#### [What the task asks]
Lines from the start of the data through the line containing "pub enum SpiSymbol" must be given again exactly. Leave the others out.

··· Supplied data

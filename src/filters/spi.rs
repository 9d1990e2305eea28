//! SPI decoder (mode 0: data sampled on rising SCK while CS# is low).

use crate::error::Result;
use crate::graph::{is_digital_waveform, Filter, FilterParameter, NodeCore, RefreshContext, Stream};
use crate::waveform::edges::{find_edges, EdgeKind};
use crate::waveform::{DigitalView, ProtocolSymbol, ProtocolWaveform, StandardColor};

pub const NAME: &str = "SPI";

pub const PARAM_BIT_ORDER: &str = "Bit Order";

const MSB_FIRST: i64 = 0;
const LSB_FIRST: i64 = 1;

#[derive(Debug, Clone, Copy, PartialEq, Eq)]
pub enum SpiSymbol {
    Select,
    Deselect,
    Data(u8),
}

impl ProtocolSymbol for SpiSymbol {
    fn color(&self) -> StandardColor {
        match self {
            SpiSymbol::Select | SpiSymbol::Deselect => StandardColor::Control,
            SpiSymbol::Data(_) => StandardColor::Data,
        }
    }

    fn text(&self) -> String {
        match self {
            SpiSymbol::Select => "SELECT".to_string(),
            SpiSymbol::Deselect => "DESELECT".to_string(),
            SpiSymbol::Data(b) => format!("{:02x}", b),
        }
    }
}

#[derive(Debug, Clone, Copy, PartialEq, Eq, PartialOrd, Ord)]
enum Event {
    /// CS# edge; `true` when the bus becomes selected
    ChipSelect(bool),
    Clock,
}

/// Decode one capture. All positions are femtoseconds.
pub fn decode(clk: DigitalView<'_>, cs: DigitalView<'_>, data: DigitalView<'_>, msb_first: bool) -> ProtocolWaveform<SpiSymbol> {
    let mut out = ProtocolWaveform::new(1);
    out.header.copy_timebase_from(clk.header());
    out.header.timescale = 1;
    out.header.trigger_phase = 0;
    if clk.is_empty() || cs.is_empty() {
        return out;
    }

    let mut events: Vec<(i64, Event)> = find_edges(cs, EdgeKind::Both)
        .into_iter()
        .filter_map(|t| cs.value_at(t).map(|level| (t, Event::ChipSelect(!level))))
        .collect();
    events.extend(find_edges(clk, EdgeKind::Rising).into_iter().map(|t| (t, Event::Clock)));
    events.sort();

    let mut selected = !cs.value(0);
    if selected {
        out.push(cs.offset_scaled(0), 1, SpiSymbol::Select);
    }
    let mut byte = 0u8;
    let mut bits = 0u32;
    let mut byte_start = 0i64;

    for (t, event) in events {
        match event {
            Event::ChipSelect(now_selected) => {
                if now_selected == selected {
                    continue;
                }
                out.extend_last_to(t);
                selected = now_selected;
                bits = 0;
                byte = 0;
                let symbol = if selected { SpiSymbol::Select } else { SpiSymbol::Deselect };
                out.push(t, 1, symbol);
            }
            Event::Clock if selected => {
                let Some(bit) = data.value_at(t) else { continue };
                if bits == 0 {
                    byte_start = t;
                }
                if msb_first {
                    byte = (byte << 1) | u8::from(bit);
                } else {
                    byte |= u8::from(bit) << bits;
                }
                bits += 1;
                if bits == 8 {
                    out.extend_last_to(byte_start);
                    out.push(byte_start, (t - byte_start).max(1), SpiSymbol::Data(byte));
                    bits = 0;
                    byte = 0;
                }
            }
            Event::Clock => {}
        }
    }
    out.mark_modified_from_cpu();
    out
}

#[derive(Debug)]
pub struct SpiDecoder {
    core: NodeCore,
}

impl SpiDecoder {
    pub fn new(color: &str) -> Self {
        let mut core = NodeCore::new(NAME, color);
        core.create_input("clk");
        core.create_input("cs");
        core.create_input("data");
        core.add_stream(Stream::protocol("data"));
        core.parameters_mut().insert(
            PARAM_BIT_ORDER,
            FilterParameter::enumeration(&[("MSB first", MSB_FIRST), ("LSB first", LSB_FIRST)], MSB_FIRST),
        );
        Self { core }
    }
}

impl Filter for SpiDecoder {
    crate::graph::filter_core!();

    fn validate_channel(&self, i: usize, stream: &Stream) -> bool {
        i < 3 && is_digital_waveform(stream)
    }

    fn refresh(&mut self, ctx: &mut RefreshContext<'_>) -> Result<()> {
        let clk = ctx.digital_input(0)?;
        let cs = ctx.digital_input(1)?;
        let data = ctx.digital_input(2)?;
        let msb_first = self.core.parameters().int(PARAM_BIT_ORDER) == MSB_FIRST;
        let out = decode(clk, cs, data, msb_first);
        tracing::debug!("{} decoded {} SPI symbols", self.core.id(), out.symbols.len());
        self.core.set_output_waveform(0, out.into());
        Ok(())
    }
}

······

#### [Problem solution]
filename src/filters/spi.rs
repository 9d1990e2305eea28
//! SPI decoder (mode 0: data sampled on rising SCK while CS# is low).

use crate::error::Result;
use crate::graph::{is_digital_waveform, Filter, FilterParameter, NodeCore, RefreshContext, Stream};
use crate::waveform::edges::{find_edges, EdgeKind};
use crate::waveform::{DigitalView, ProtocolSymbol, ProtocolWaveform, StandardColor};

pub const NAME: &str = "SPI";

pub const PARAM_BIT_ORDER: &str = "Bit Order";

const MSB_FIRST: i64 = 0;
const LSB_FIRST: i64 = 1;

#[derive(Debug, Clone, Copy, PartialEq, Eq)]
pub enum SpiSymbol {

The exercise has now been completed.